▸ **Exercise**: Look in the material below for the line with "plus the running summary." and the line with "all folded batches.", then set down exactly those two lines and all lines between, nothing more.
▽
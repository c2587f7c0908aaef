//! Session state: the ordered post history plus the running summary.
//!
//! Both live behind one mutex so that every mutation is serialized through a
//! single ownership point. Collaborator I/O never happens while the lock is
//! held; handlers take it only to append, fold, or read.

use crate::summary::RunningSummary;
use std::sync::Arc;
use tokio::sync::Mutex;

/// All mutable per-session state.
#[derive(Debug, Default)]
pub struct SessionState {
    /// Every post submitted since the last reset, in submission order. A
    /// post's index in this vector is its identifier for vector storage.
    pub posts: Vec<String>,

    /// The running aggregate over all folded batches.
    pub summary: RunningSummary,
}

impl SessionState {
    /// Append a batch of posts and return the index assigned to the first
    /// one. Callers hold the session lock for the whole call, so concurrent
    /// batches can never receive overlapping index ranges.
    pub fn append(&mut self, posts: &[String]) -> usize {
        let start_index = self.posts.len();
        self.posts.extend_from_slice(posts);
        start_index
    }

    /// Clear the post history and fully reset the running summary.
    pub fn reset(&mut self) {
        self.posts.clear();
        self.summary.reset();
    }
}

/// Shared handle to the session state.
pub type SharedSession = Arc<Mutex<SessionState>>;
△
▸ **Written answer**:
//! Session state: the ordered post history plus the running summary.
//!
//! Both live behind one mutex so that every mutation is serialized through a
//! single ownership point. Collaborator I/O never happens while the lock is
//! held; handlers take it only to append, fold, or read.

use crate::summary::RunningSummary;
use std::sync::Arc;
use tokio::sync::Mutex;

/// All mutable per-session state.
#[derive(Debug, Default)]
pub struct SessionState {
    /// Every post submitted since the last reset, in submission order. A
    /// post's index in this vector is its identifier for vector storage.
    pub posts: Vec<String>,

    /// The running aggregate over all folded batches.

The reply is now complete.